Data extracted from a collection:
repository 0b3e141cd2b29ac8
use super::handler;
use crate::domain_model::UserId;
use crate::server::*;
use std::convert::Infallible;
use std::sync::Arc;
use warp::Filter;

const MAX_BODY_BYTES: u64 = 16 * 1024;

pub fn routes(
    server: Arc<Server>,
) -> impl Filter<Extract = (impl warp::Reply,), Error = warp::Rejection> + Clone {
    let create_user = warp::path("users")
        .and(warp::path::end())
        .and(warp::post())
        .and(warp::body::content_length_limit(MAX_BODY_BYTES))
        .and(warp::body::json())
        .and(with(server.create_user.clone()))
        .and_then(handler::create_user);

    let get_user = warp::path("users")
        .and(warp::path::param::<UserId>())
        .and(warp::path::end())
        .and(warp::get())
        .and(with(server.get_user.clone()))
        .and_then(handler::get_user);

    create_user.or(get_user)
}

fn with<ServiceType>(
    service: Arc<ServiceType>,
) -> impl Filter<Extract = (Arc<ServiceType>,), Error = Infallible> + Clone
where
    ServiceType: Send + Sync + ?Sized,
{
    warp::any().map(move || service.clone())
}
use crate::application_impl::*;
use crate::application_port::*;
use crate::domain_port::*;
use crate::domain_service::*;
use crate::infra_memory::*;
use crate::infra_mysql::*;
use crate::logger::*;
use crate::settings::Settings;
use sqlx::MySqlPool;
use std::sync::Arc;

/// Composition root: the one place that knows which adapters back the ports.
pub struct Server {
    pub create_user: Arc<dyn CreateUser>,
    pub get_user: Arc<dyn GetUser>,
    pool: Option<MySqlPool>,
}

impl Server {
    pub async fn try_new(settings: &Settings) -> anyhow::Result<Self> {
        let (persistence, pool): (Arc<dyn UserPersistence>, Option<MySqlPool>) =
            match settings.user.backend.as_str() {
                "memory" => {
                    let persistence: Arc<dyn UserPersistence> =
                        Arc::new(InMemoryUserPersistence::new());
                    (persistence, None)
                }
                "mysql" => {
                    let pool = connect_pool(
                        &settings.database.url,
                        settings.database.max_connections,
                    )
                    .await?;
                    let mysql = MySqlUserPersistence::new(pool.clone());
                    if settings.database.create_schema {
                        mysql.ensure_schema().await?;
                    }
                    let persistence: Arc<dyn UserPersistence> = Arc::new(mysql);
                    (persistence, Some(pool))
                }
                other => return Err(anyhow::anyhow!("Unknown user backend: {}", other)),
            };

        let server = Self::with_persistence(persistence, Arc::new(PermissiveUserValidator::new()));
        info!(backend = %settings.user.backend, "server started");

        Ok(Self { pool, ..server })
    }

    pub fn with_persistence(
        persistence: Arc<dyn UserPersistence>,
        validator: Arc<dyn UserValidator>,
    ) -> Self {
        let user_service = Arc::new(RealUserService::new(persistence, validator));

        Self {
            create_user: user_service.clone(),
            get_user: user_service,
            pool: None,
        }
    }

    pub async fn shutdown(&self) {
        info!("server shutting down...");

        if let Some(pool) = &self.pool {
            pool.close().await;
            info!("database pool closed");
        }
    }
}

#[cfg(test)]
mod tests {
    use super::*;
    use crate::domain_model::User;
    use crate::settings::parse_settings_str;

    fn settings(backend: &str) -> Settings {
        parse_settings_str(&format!(
            "[http]\naddress = \"127.0.0.1:0\"\n[log]\nfilter = \"info\"\n[user]\nbackend = \"{backend}\"\n"
        ))
        .unwrap()
    }

    #[tokio::test]
    async fn memory_backend_wires_both_use_cases_to_one_store() {
        let server = Server::try_new(&settings("memory")).await.unwrap();

        let created = server
            .create_user
            .create_user(User::new("Ada", "Lovelace"))
            .await
            .unwrap();
        let found = server.get_user.find_by_id(created.id().unwrap()).await.unwrap();

        assert_eq!(found, Some(created));
        server.shutdown().await;
    }

    #[tokio::test]
    async fn unknown_backend_is_rejected() {
        let result = Server::try_new(&settings("postgres")).await;

        assert!(result.is_err());
    }
}
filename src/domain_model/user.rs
use serde::{Deserialize, Serialize};
use std::fmt;

#[derive(
    Debug, Clone, Copy, Ord, PartialOrd, Eq, PartialEq, Hash, Serialize, Deserialize, sqlx::Type,
)]
#[serde(transparent)]
#[sqlx(transparent)]
pub struct UserId(pub u64);

impl fmt::Display for UserId {
    fn fmt(&self, f: &mut fmt::Formatter<'_>) -> fmt::Result {
        write!(f, "{}", self.0)
    }
}

impl std::str::FromStr for UserId {
    type Err = std::num::ParseIntError;

    fn from_str(s: &str) -> Result<Self, Self::Err> {
        s.parse::<u64>().map(UserId)
    }
}

/// A person known to the system.
///
/// `id` is `None` until the user has been stored; the store assigns it once
/// and it never changes afterwards. Values are never edited in place, use
/// [`User::with_id`] to derive the stored form.
#[derive(Debug, Clone, PartialEq, Eq)]
pub struct User {
    id: Option<UserId>,
    first_name: String,
    last_name: String,
}

impl User {
    pub fn new(first_name: impl Into<String>, last_name: impl Into<String>) -> Self {
        User {
            id: None,
            first_name: first_name.into(),
            last_name: last_name.into(),
        }
    }

    /// Rebuilds a stored user, e.g. from a database row.
    pub fn stored(id: UserId, first_name: impl Into<String>, last_name: impl Into<String>) -> Self {
        User::new(first_name, last_name).with_id(id)
    }

    pub fn with_id(self, id: UserId) -> Self {
        User {
            id: Some(id),
            ..self
        }
    }

    pub fn id(&self) -> Option<UserId> {
        self.id
    }

    pub fn first_name(&self) -> &str {
        &self.first_name
    }

    pub fn last_name(&self) -> &str {
        &self.last_name
    }
}
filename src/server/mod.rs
mod server;

pub use server::*;
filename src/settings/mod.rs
mod cli;
pub use clap::Parser;
pub use cli::*;

mod settings;
pub use settings::*;
use crate::api::v1::handler::ApiResponse;
use crate::application_port::*;
use crate::domain_model::UserId;
use serde::Serialize;
use std::convert::Infallible;
use thiserror::Error;
use tracing::warn;
use warp::http::StatusCode;
use warp::{Rejection, reject};

pub async fn recover_error(err: Rejection) -> Result<impl warp::Reply, Infallible> {
    let code = if let Some(code) = err.find::<ApiErrorCode>() {
        code.clone()
    } else if err.is_not_found() {
        ApiErrorCode::RouteNotFound
    } else if let Some(e) = err.find::<warp::filters::body::BodyDeserializeError>() {
        ApiErrorCode::InvalidArgument {
            field: None,
            detail: e.to_string(),
        }
    } else if err.find::<reject::PayloadTooLarge>().is_some() {
        ApiErrorCode::PayloadTooLarge
    } else if err.find::<reject::LengthRequired>().is_some() {
        ApiErrorCode::LengthRequired
    } else if err.find::<reject::UnsupportedMediaType>().is_some() {
        ApiErrorCode::InvalidArgument {
            field: None,
            detail: "Expected a JSON body".to_string(),
        }
    } else if err.find::<reject::MethodNotAllowed>().is_some() {
        ApiErrorCode::MethodNotAllowed
    } else {
        ApiErrorCode::internal(format!("unhandled rejection: {:?}", err))
    };

    let json = warp::reply::json(&ApiResponse::<()>::err(&code));
    Ok(warp::reply::with_status(json, code.status()))
}

#[derive(Debug, Serialize)]
pub struct ApiError {
    pub code: &'static str,
    pub detail: String,
    #[serde(skip_serializing_if = "Option::is_none")]
    pub field: Option<&'static str>,
}

#[derive(Debug, Clone, Error)]
pub enum ApiErrorCode {
    #[error("User with id {0} not found")]
    UserNotFound(UserId),
    #[error("{detail}")]
    InvalidArgument {
        field: Option<&'static str>,
        detail: String,
    },
    #[error("{0}")]
    ValidationFailed(String),
    #[error("Request body is too large")]
    PayloadTooLarge,
    #[error("Content-Length header is required")]
    LengthRequired,
    #[error("No route matches the request")]
    RouteNotFound,
    #[error("Method not allowed for this route")]
    MethodNotAllowed,
    #[error("Internal server error")]
    InternalError,
}

impl ApiErrorCode {
    pub fn internal<E: std::fmt::Display>(error: E) -> ApiErrorCode {
        warn!("Internal error: {}", error);
        ApiErrorCode::InternalError
    }

    pub fn code(&self) -> &'static str {
        match self {
            ApiErrorCode::UserNotFound(_) => "USER_NOT_FOUND",
            ApiErrorCode::InvalidArgument { .. } => "INVALID_ARGUMENT",
            ApiErrorCode::ValidationFailed(_) => "VALIDATION_FAILED",
            ApiErrorCode::PayloadTooLarge => "PAYLOAD_TOO_LARGE",
            ApiErrorCode::LengthRequired => "LENGTH_REQUIRED",
            ApiErrorCode::RouteNotFound => "NOT_FOUND",
            ApiErrorCode::MethodNotAllowed => "METHOD_NOT_ALLOWED",
            ApiErrorCode::InternalError => "INTERNAL_ERROR",
        }
    }

    pub fn status(&self) -> StatusCode {
        match self {
            ApiErrorCode::UserNotFound(_) => StatusCode::NOT_FOUND,
            ApiErrorCode::InvalidArgument { .. } => StatusCode::BAD_REQUEST,
            ApiErrorCode::ValidationFailed(_) => StatusCode::UNPROCESSABLE_ENTITY,
            ApiErrorCode::PayloadTooLarge => StatusCode::PAYLOAD_TOO_LARGE,
            ApiErrorCode::LengthRequired => StatusCode::LENGTH_REQUIRED,
            ApiErrorCode::RouteNotFound => StatusCode::NOT_FOUND,
            ApiErrorCode::MethodNotAllowed => StatusCode::METHOD_NOT_ALLOWED,
            ApiErrorCode::InternalError => StatusCode::INTERNAL_SERVER_ERROR,
        }
    }

    /// Short summary placed in the envelope's `message`.
    pub fn summary(&self) -> &'static str {
        match self {
            ApiErrorCode::UserNotFound(_) => "User not found",
            ApiErrorCode::InvalidArgument { .. } => "Invalid argument",
            ApiErrorCode::ValidationFailed(_) => "Validation failed",
            ApiErrorCode::PayloadTooLarge => "Payload too large",
            ApiErrorCode::LengthRequired => "Length required",
            ApiErrorCode::RouteNotFound => "Not found",
            ApiErrorCode::MethodNotAllowed => "Method not allowed",
            ApiErrorCode::InternalError => "Internal server error",
        }
    }

    pub fn field(&self) -> Option<&'static str> {
        match self {
            ApiErrorCode::InvalidArgument { field, .. } => *field,
            _ => None,
        }
    }
}

impl reject::Reject for ApiErrorCode {}

impl From<UserError> for ApiErrorCode {
    fn from(error: UserError) -> Self {
        match error {
            UserError::IdAlreadyAssigned(id) => ApiErrorCode::InvalidArgument {
                field: Some("id"),
                detail: format!("New users cannot carry an id, got {id}"),
            },
            UserError::Validation(e) => ApiErrorCode::ValidationFailed(e),
            UserError::Persistence(e) => ApiErrorCode::internal(e),
        }
    }
}

#[cfg(test)]
mod tests {
    use super::*;
    use crate::domain_port::PersistenceError;

    #[test]
    fn persistence_failures_hide_their_cause() {
        let code = ApiErrorCode::from(UserError::Persistence(PersistenceError::Store(
            "password=hunter2".to_string(),
        )));

        assert_eq!(code.code(), "INTERNAL_ERROR");
        assert_eq!(code.status(), StatusCode::INTERNAL_SERVER_ERROR);
        assert_eq!(code.to_string(), "Internal server error");
    }

    #[test]
    fn validation_rejection_is_unprocessable() {
        let code = ApiErrorCode::from(UserError::Validation("blocked".to_string()));

        assert_eq!(code.code(), "VALIDATION_FAILED");
        assert_eq!(code.status(), StatusCode::UNPROCESSABLE_ENTITY);
    }

    #[test]
    fn not_found_names_the_id() {
        let code = ApiErrorCode::UserNotFound(UserId(12));

        assert_eq!(code.to_string(), "User with id 12 not found");
        assert_eq!(code.field(), None);
    }
}
use crate::domain_model::User;

/// Business rules a user must satisfy before it is created.
pub trait UserValidator: Send + Sync {
    fn validate(&self, user: &User) -> bool;
}

/// Accepts every user. No business rules exist yet.
#[derive(Debug, Default)]
pub struct PermissiveUserValidator;

impl PermissiveUserValidator {
    pub fn new() -> Self {
        Self
    }
}

impl UserValidator for PermissiveUserValidator {
    fn validate(&self, _user: &User) -> bool {
        true
    }
}
use anyhow::{Result, anyhow};
use tracing_subscriber::{
    EnvFilter, Registry, fmt, layer::SubscriberExt, reload, util::SubscriberInitExt,
};

const BOOTSTRAP_FILTER: &str = "info";

pub struct LogConfig {
    pub filter: String,
}

/// Global subscriber whose filter can be swapped once settings are loaded.
pub struct Logger {
    reload_handle: reload::Handle<EnvFilter, Registry>,
}

impl Logger {
    /// Installs the subscriber at `info` level. Fails if one is already set.
    pub fn try_bootstrap() -> Result<Self> {
        let filter = EnvFilter::new(BOOTSTRAP_FILTER);
        let (filter, reload_handle) = reload::Layer::new(filter);

        tracing_subscriber::registry()
            .with(filter)
            .with(fmt::layer().with_target(true))
            .try_init()
            .map_err(|e| anyhow!(e))?;

        Ok(Self { reload_handle })
    }

    pub fn reload_from_config(&self, config: &LogConfig) -> Result<()> {
        let filter = parse_filter(&config.filter)?;
        self.reload_handle.reload(filter).map_err(|e| anyhow!(e))?;
        Ok(())
    }
}

fn parse_filter(directives: &str) -> Result<EnvFilter> {
    EnvFilter::try_new(directives).map_err(|e| anyhow!("invalid log filter {directives:?}: {e}"))
}
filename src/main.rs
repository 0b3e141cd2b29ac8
use std::fs;
use std::sync::Arc;
use tokio::signal;
use tokio::sync::oneshot;
use userbase::api;
use userbase::logger::*;
use userbase::server::*;
use userbase::settings::*;

#[tokio::main]
async fn main() -> anyhow::Result<()> {
    let cli = Cli::parse();

    let logger = Logger::try_bootstrap()?;

    let project_settings = parse_settings(cli.settings.as_deref())?;
    info!(?project_settings);
    let logger_config = LogConfig {
        filter: project_settings.log.filter.clone(),
    };
    logger.reload_from_config(&logger_config)?;

    let address: std::net::SocketAddr = project_settings.http.address.parse()?;
    let tls = project_settings.http.tls_paths()?;
    if let Some((cert_path, key_path)) = tls {
        if !fs::metadata(cert_path)?.is_file() {
            return Err(anyhow::anyhow!("TLS cert is not a regular file: {:?}", cert_path));
        }
        if !fs::metadata(key_path)?.is_file() {
            return Err(anyhow::anyhow!("TLS key is not a regular file: {:?}", key_path));
        }
    }

    let server = Arc::new(Server::try_new(&project_settings).await?);
    let routes = api::service(server.clone());
    let (stop_tx, stop_rx) = oneshot::channel::<()>();
    let stop = async move {
        stop_rx.await.ok();
    };

    let serving = match tls {
        Some((cert_path, key_path)) => {
            let (bound, serving) = warp::serve(routes)
                .tls()
                .cert_path(cert_path)
                .key_path(key_path)
                .bind_with_graceful_shutdown(address, stop);
            info!(%bound, "listening (https)");
            tokio::spawn(serving)
        }
        None => {
            let (bound, serving) =
                warp::serve(routes).try_bind_with_graceful_shutdown(address, stop)?;
            info!(%bound, "listening (http)");
            tokio::spawn(serving)
        }
    };

    signal::ctrl_c().await?;
    info!("SIGINT received");
    let _ = stop_tx.send(());
    serving.await?;

    let shutdown_timeout = std::time::Duration::from_secs(10);
    match tokio::time::timeout(shutdown_timeout, server.shutdown()).await {
        Ok(_) => info!("server shutdown successfully"),
        Err(_) => error!("server shutdown timed out"),
    }

    Ok(())
}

▶ ASSIGNMENT: The word "UserNotFound" may appear in several lines of the data; copy every line where it does.

▶ ANSWER TO THE EXERCISE:
    UserNotFound(UserId),
            ApiErrorCode::UserNotFound(_) => "USER_NOT_FOUND",
            ApiErrorCode::UserNotFound(_) => StatusCode::NOT_FOUND,
            ApiErrorCode::UserNotFound(_) => "User not found",
        let code = ApiErrorCode::UserNotFound(UserId(12));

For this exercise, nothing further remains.